Der selige Augstein war immer für eine Uns-Adolf-Geschichte gut. Lange habe ich schon keinen Spiegel mehr in der Hand gehabt. Keine Ahnung, was der Aust da jetzt macht. Rasselt der immer noch mit den Panzerketten? Als Chefredakteur des Spiegels muss man es wohl als Fluch der späten Geburt empfinden, erst nach 45 in die Welt gesetzt worden zu sein. Ich kann mit diesen Themen nicht mehr viel anfangen, nach einer nordrhein-westfälischen Schulsozialisation lange vor Rüttgers kommt es mir eh zu den Ohren rausgelaufen. Aber ich mache jedenfalls keine Spässchen damit wie Spiegel Online heute.

Das Sponsche Panorama hat wieder einmal eine bildhafte Überschrift gefunden: „Jeden Morgen Hitlergruß im Schulbus“. Soso.
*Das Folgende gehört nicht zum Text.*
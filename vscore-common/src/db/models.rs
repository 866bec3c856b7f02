//! Database models

use crate::Severity;
use serde::{Deserialize, Serialize};

/// One row of `vulnerability_records`
///
/// `final_score == base_score - total_penalty` and
/// `total_penalty == bpnt_penalty + pkh_penalty` hold for every row the
/// pipeline writes.
#[derive(Debug, Clone, PartialEq, Serialize, Deserialize, sqlx::FromRow)]
pub struct VulnerabilityRecord {
    pub household_id: String,
    pub cluster_id: i64,
    #[sqlx(rename = "severity_label", try_from = "String")]
    pub severity: Severity,
    pub base_score: i64,
    pub final_score: i64,
    pub region: Option<String>,
    pub income_decile: f64,
    pub national_rank: i64,
    pub dependents: i64,
    pub asset_high: f64,
    pub asset_medium: f64,
    pub asset_low: f64,
    pub bpnt_period: Option<String>,
    pub pkh_period: Option<String>,
    pub bpnt_penalty: i64,
    pub pkh_penalty: i64,
    pub total_penalty: i64,
    pub snapshot_id: Option<String>,
}

/// Column list in insert order, shared by the writer and by tests
pub const VULNERABILITY_RECORD_COLUMNS: [&str; 18] = [
    "household_id",
    "cluster_id",
    "severity_label",
    "base_score",
    "final_score",
    "region",
    "income_decile",
    "national_rank",
    "dependents",
    "asset_high",
    "asset_medium",
    "asset_low",
    "bpnt_period",
    "pkh_period",
    "bpnt_penalty",
    "pkh_penalty",
    "total_penalty",
    "snapshot_id",
];
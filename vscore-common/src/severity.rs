//! Vulnerability severity labels
//!
//! The three tiers are ordered from most to least deprived. The pipeline
//! assigns them to clusters by ascending mean income-rank decile; the read
//! side groups and counts by the persisted label text.

use serde::{Deserialize, Serialize};
use std::fmt;
use std::str::FromStr;

/// Severity tier assigned to a household
#[derive(Debug, Clone, Copy, PartialEq, Eq, Hash, PartialOrd, Ord, Serialize, Deserialize)]
pub enum Severity {
    #[serde(rename = "Very Vulnerable")]
    VeryVulnerable,
    #[serde(rename = "Vulnerable")]
    Vulnerable,
    #[serde(rename = "Not Vulnerable")]
    NotVulnerable,
}

impl Severity {
    /// Tiers in assignment order (lowest mean decile first)
    pub const ORDERED: [Severity; 3] = [
        Severity::VeryVulnerable,
        Severity::Vulnerable,
        Severity::NotVulnerable,
    ];

    /// Label text as persisted in `vulnerability_records.severity_label`
    pub fn as_str(&self) -> &'static str {
        match self {
            Severity::VeryVulnerable => "Very Vulnerable",
            Severity::Vulnerable => "Vulnerable",
            Severity::NotVulnerable => "Not Vulnerable",
        }
    }

    /// Fixed base severity score for the tier
    pub fn base_score(&self) -> i64 {
        match self {
            Severity::VeryVulnerable => 90,
            Severity::Vulnerable => 60,
            Severity::NotVulnerable => 30,
        }
    }

    /// Tier for a sorted cluster position; positions past the last tier
    /// fall back to `NotVulnerable`.
    pub fn for_rank(rank: usize) -> Severity {
        Self::ORDERED
            .get(rank)
            .copied()
            .unwrap_or(Severity::NotVulnerable)
    }

    /// Weight used by the region index (1 = most vulnerable)
    pub fn index_weight(&self) -> i64 {
        match self {
            Severity::VeryVulnerable => 1,
            Severity::Vulnerable => 2,
            Severity::NotVulnerable => 3,
        }
    }
}

impl fmt::Display for Severity {
    fn fmt(&self, f: &mut fmt::Formatter<'_>) -> fmt::Result {
        f.write_str(self.as_str())
    }
}

impl FromStr for Severity {
    type Err = crate::Error;

    fn from_str(s: &str) -> Result<Self, Self::Err> {
        match s {
            "Very Vulnerable" => Ok(Severity::VeryVulnerable),
            "Vulnerable" => Ok(Severity::Vulnerable),
            "Not Vulnerable" => Ok(Severity::NotVulnerable),
            other => Err(crate::Error::InvalidInput(format!(
                "Unknown severity label: {}",
                other
            ))),
        }
    }
}

impl TryFrom<String> for Severity {
    type Error = crate::Error;

    fn try_from(value: String) -> Result<Self, Self::Error> {
        value.parse()
    }
}

#[cfg(test)]
mod tests {
    use super::*;

    #[test]
    fn test_base_scores() {
        assert_eq!(Severity::VeryVulnerable.base_score(), 90);
        assert_eq!(Severity::Vulnerable.base_score(), 60);
        assert_eq!(Severity::NotVulnerable.base_score(), 30);
    }

    #[test]
    fn test_unknown_label_text_is_rejected() {
        assert!("Somewhat Vulnerable".parse::<Severity>().is_err());
        assert!("".parse::<Severity>().is_err());
    }

    #[test]
    fn test_rank_fallback() {
        assert_eq!(Severity::for_rank(0), Severity::VeryVulnerable);
        assert_eq!(Severity::for_rank(1), Severity::Vulnerable);
        assert_eq!(Severity::for_rank(2), Severity::NotVulnerable);
        assert_eq!(Severity::for_rank(7), Severity::NotVulnerable);
        // clusters ranked past the known tiers score as the least vulnerable
        assert_eq!(Severity::for_rank(7).base_score(), 30);
    }

    #[test]
    fn test_label_round_trip_through_text() {
        for severity in Severity::ORDERED {
            assert_eq!(severity.as_str().parse::<Severity>().unwrap(), severity);
        }
    }

    #[test]
    fn test_serde_uses_label_text() {
        let json = serde_json::to_string(&Severity::VeryVulnerable).unwrap();
        assert_eq!(json, "\"Very Vulnerable\"");
    }
}
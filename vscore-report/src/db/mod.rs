//! Database access layer for vscore-report
//!
//! Every connection is read-only; the pipeline is the only writer.

use anyhow::{Context, Result};
use sqlx::sqlite::{SqliteConnectOptions, SqlitePoolOptions};
use sqlx::SqlitePool;
use std::path::Path;
use std::time::Duration;

pub mod households;
pub mod vulnerability;

pub use households::{count_households, list_households, list_region_names, HouseholdRow};
pub use vulnerability::{
    count_records, distinct_regions, label_counts, list_records, region_rollup, LabelCount,
    ListingRow, RecordFilter, RegionCounts,
};

const MAX_CONNECTIONS: u32 = 4;

/// Connect to the database in read-only mode
///
/// Not opened `immutable`: the pipeline swaps the result table under WAL
/// and readers must see the new one.
pub async fn connect_readonly(db_path: &Path) -> Result<SqlitePool> {
    if !db_path.exists() {
        anyhow::bail!(
            "Database not found: {}\nRun vscore-pipeline first to initialize the database.",
            db_path.display()
        );
    }

    let options = SqliteConnectOptions::new()
        .filename(db_path)
        .read_only(true)
        .busy_timeout(Duration::from_secs(5));

    let pool = SqlitePoolOptions::new()
        .max_connections(MAX_CONNECTIONS)
        .connect_with(options)
        .await
        .context("Failed to connect to database in read-only mode")?;

    Ok(pool)
}

/// Escape character used with every search `LIKE`
pub(crate) const LIKE_ESCAPE: char = '\\';

/// SQL `LIKE` pattern for a literal substring match
///
/// `%` and `_` in the term match themselves; pair with `ESCAPE '\'`.
pub(crate) fn contains_pattern(term: &str) -> String {
    let mut pattern = String::with_capacity(term.len() + 2);
    pattern.push('%');
    for ch in term.chars() {
        if matches!(ch, '%' | '_') || ch == LIKE_ESCAPE {
            pattern.push(LIKE_ESCAPE);
        }
        pattern.push(ch);
    }
    pattern.push('%');
    pattern
}

#[cfg(test)]
mod tests {
    use super::*;
    use tempfile::TempDir;

    #[tokio::test]
    async fn test_missing_database_is_an_error() {
        let dir = TempDir::new().unwrap();
        let result = connect_readonly(&dir.path().join("absent.db")).await;

        let message = result.unwrap_err().to_string();
        assert!(message.contains("Database not found"));
    }

    #[tokio::test]
    async fn test_readonly_connection_rejects_writes() {
        let dir = TempDir::new().unwrap();
        let db_path = dir.path().join("vscore.db");
        let writer = vscore_common::db::init_database(&db_path).await.unwrap();

        let pool = connect_readonly(&db_path).await.unwrap();
        let result = sqlx::query("CREATE TABLE _test (id INTEGER)")
            .execute(&pool)
            .await;
        assert!(result.is_err(), "write succeeded on a read-only connection");

        let count: i64 = sqlx::query_scalar("SELECT COUNT(*) FROM vulnerability_records")
            .fetch_one(&pool)
            .await
            .unwrap();
        assert_eq!(count, 0);

        writer.close().await;
    }

    #[test]
    fn test_contains_pattern() {
        assert_eq!(contains_pattern("Suka"), "%Suka%");
    }

    #[test]
    fn test_contains_pattern_escapes_wildcards() {
        assert_eq!(contains_pattern("50%"), r"%50\%%");
        assert_eq!(contains_pattern("H_1"), r"%H\_1%");
        assert_eq!(contains_pattern(r"a\b"), r"%a\\b%");
    }
}
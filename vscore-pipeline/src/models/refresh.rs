//! Refresh run results
//!
//! A run never faults to its caller: every outcome, including empty input
//! and unexpected errors, is reported as a [`RefreshResult`].

use chrono::{DateTime, Utc};
use serde::{Deserialize, Serialize};
use uuid::Uuid;

/// Row counts after each filter stage
#[derive(Debug, Clone, Copy, Default, PartialEq, Eq, Serialize, Deserialize)]
pub struct Diagnostics {
    /// Households read from the record store
    pub total_loaded: usize,
    /// Remaining after dropping inactive households
    pub after_active_filter: usize,
    /// Remaining after dropping zero decile / zero national rank
    pub after_validity_filter: usize,
}

/// Overall outcome of a refresh
#[derive(Debug, Clone, Copy, PartialEq, Eq, Serialize, Deserialize)]
#[serde(rename_all = "lowercase")]
pub enum RefreshStatus {
    /// Every batch persisted and the result set was swapped in
    Success,
    /// Some batches failed; the persisted ones were swapped in
    Partial,
    /// Nothing changed; previous results remain live
    Error,
}

impl RefreshStatus {
    pub fn is_error(&self) -> bool {
        matches!(self, RefreshStatus::Error)
    }
}

/// One persistence batch that failed to commit
#[derive(Debug, Clone, PartialEq, Eq, Serialize, Deserialize)]
pub struct FailedBatch {
    pub batch_index: usize,
    /// Offset of the batch's first row in the scored set
    pub start_row: usize,
    pub row_count: usize,
    pub error: String,
}

/// Clustering quality of the winning fit
#[derive(Debug, Clone, Copy, PartialEq, Serialize, Deserialize)]
pub struct ClusterMetrics {
    /// Within-cluster sum of squared distances (scaled space)
    pub inertia: f64,
    /// Mean silhouette coefficient; absent when undefined or skipped
    #[serde(skip_serializing_if = "Option::is_none", default)]
    pub silhouette: Option<f64>,
    pub n_clusters: usize,
}

/// Structured result of `refresh_vulnerability_scores`
#[derive(Debug, Clone, Serialize, Deserialize)]
pub struct RefreshResult {
    pub status: RefreshStatus,
    /// Rows now live in the result table
    pub rows_processed: usize,
    pub message: String,
    pub diagnostics: Diagnostics,
    #[serde(default)]
    pub failed_batches: Vec<FailedBatch>,
    #[serde(skip_serializing_if = "Option::is_none", default)]
    pub metrics: Option<ClusterMetrics>,
    /// Snapshot that became current; absent when nothing was swapped
    #[serde(skip_serializing_if = "Option::is_none", default)]
    pub snapshot_id: Option<Uuid>,
    pub started_at: DateTime<Utc>,
    pub finished_at: DateTime<Utc>,
}

impl RefreshResult {
    /// Failed run with no persistence side effect
    pub fn error(
        message: impl Into<String>,
        diagnostics: Diagnostics,
        started_at: DateTime<Utc>,
    ) -> Self {
        Self {
            status: RefreshStatus::Error,
            rows_processed: 0,
            message: message.into(),
            diagnostics,
            failed_batches: Vec::new(),
            metrics: None,
            snapshot_id: None,
            started_at,
            finished_at: Utc::now(),
        }
    }
}
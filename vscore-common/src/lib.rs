//! # vscore Common Library
//!
//! Shared code for the vscore services:
//! - Database initialization (upstream source tables, result table, settings, snapshots)
//! - Persisted row model for vulnerability records
//! - Severity labels and their base scores
//! - Configuration loading and root folder resolution
//! - Common error type

pub mod config;
pub mod db;
pub mod error;
pub mod severity;

pub use error::{Error, Result};
pub use severity::Severity;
Die Dachzeile verrät es, das war kein dummer Schülerstreich, sondern gleich der Busfahrer selbst. Wenn schon, denn schon. Aber jeden Morgen? Einmal, zweimal, dreimal, das kann ich mir noch vorstellen. Der deutsche Bürger ist in solchen Situationen bekanntlich konfliktscheu. Aber wenn die Behörde erst einmal davon Wind bekommt … ui ui ui. Soviel zum Zustand der Zivilgesellschaft.

Mit dieser Erwartungshaltung an den Text habe ich Spiegel Online allerdings unrecht getan. Der Text war vollkommen in Ordnung, schließlich basiert er auf einer Meldung der Nachrichtenagentur dpa. Der ‚Autor‘ cpa scheint lediglich für die Überschrift verantwortlich zu sein. Aber was findet sich unter dem Text? „Zum Thema Hitlergruß ein Video von SPAM, der Satireseite von SPIEGEL ONLINE“. Spässchen! Gute Laune!

Ich habe es mir nicht angeschaut. Erstens weil ich Videos auf Newsportalen in den meisten Fällen langwierig und nervig finde. Zweitens weil in der Titanic nur zehn Prozent richtig lustige Sachen stehen, der Rest geht gar nicht. Und die Spon-Satire wird vom Titanic-Veteranen Sonneborn gemacht. Es geht auch gar nicht um das Video selbst, Satire ist völlig ok (ich freue mich schon auf Helge Schneider als Hitler), aber was denkt sich ein Redakteur dabei, nach einem ernsten Thema (und das ist es!) schnell mal die Klamotte anzupreisen? Promotion über die Ressortgrenzen hinweg? Da wurde wohl eher eine andere Grenze überschritten.

Ich kann dieses Gutmenschengewimmer auch nicht ab, weder in der Form Augsteinscher Titelgeschichten noch als das „der Schoß ist fruchtbar noch aus dem es kroch“ meines ehemaligen Pädagogiklehrers (diese kleine Denunziation sei mir erlaubt, Herr Voß). Das sind dann die Leute, die den Mund nicht aufbekommen, wenn ihre Enkelkinder im falschen Schulbus fahren. Die politisch ach so korrekten Achtundsechziger dürfen aber dennoch kein Grund dafür sein, alles politisch Inkorrekte schreiben zu können. Es gibt Grenzen.

Auf onlinejournalismus.de hat sich eine interessante Diskussion darüber entwickelt, ob die Bildzeitung eine journalistisch-handwerklich gute Arbeit macht. Dieser Begriff ist anscheinend nicht gut genug definiert, aber einig war man sich dennoch, dass der Redakteur auch eine Verantwortung dafür hat, was er schreibt.

Ich halte Hitlergruß-Satire im Anschluss an Berichte über rechtextreme Busfahrer nicht wirklich für schlimm, da zucke ich mit den Schultern und klicke weg, aber es ist eine Geschmacklosigkeit, die sich fortsetzen ließe. Spiegel Online, wie wäre es mit einem Bericht über Kühlschränke im Anschluss an einen Bericht über Kindstötungen? Oder ein Bericht über die operative Wiederherstellung von Jungfernhäutchen nach einer Geschichte über Vergewaltigungen in Dafur? Das wäre offensichtlich geschmacklos. Aber wo genau ist die Grenze?

Die Diskussion auf onlinejournalismus.de entspann sich übrigens nach einer Meldung über den Wechsel der Bild-Ressortleiterin Unterhaltung zu Spiegel Online. Patricia Dreyers wird dort das Ressort Panorama leiten. Oje.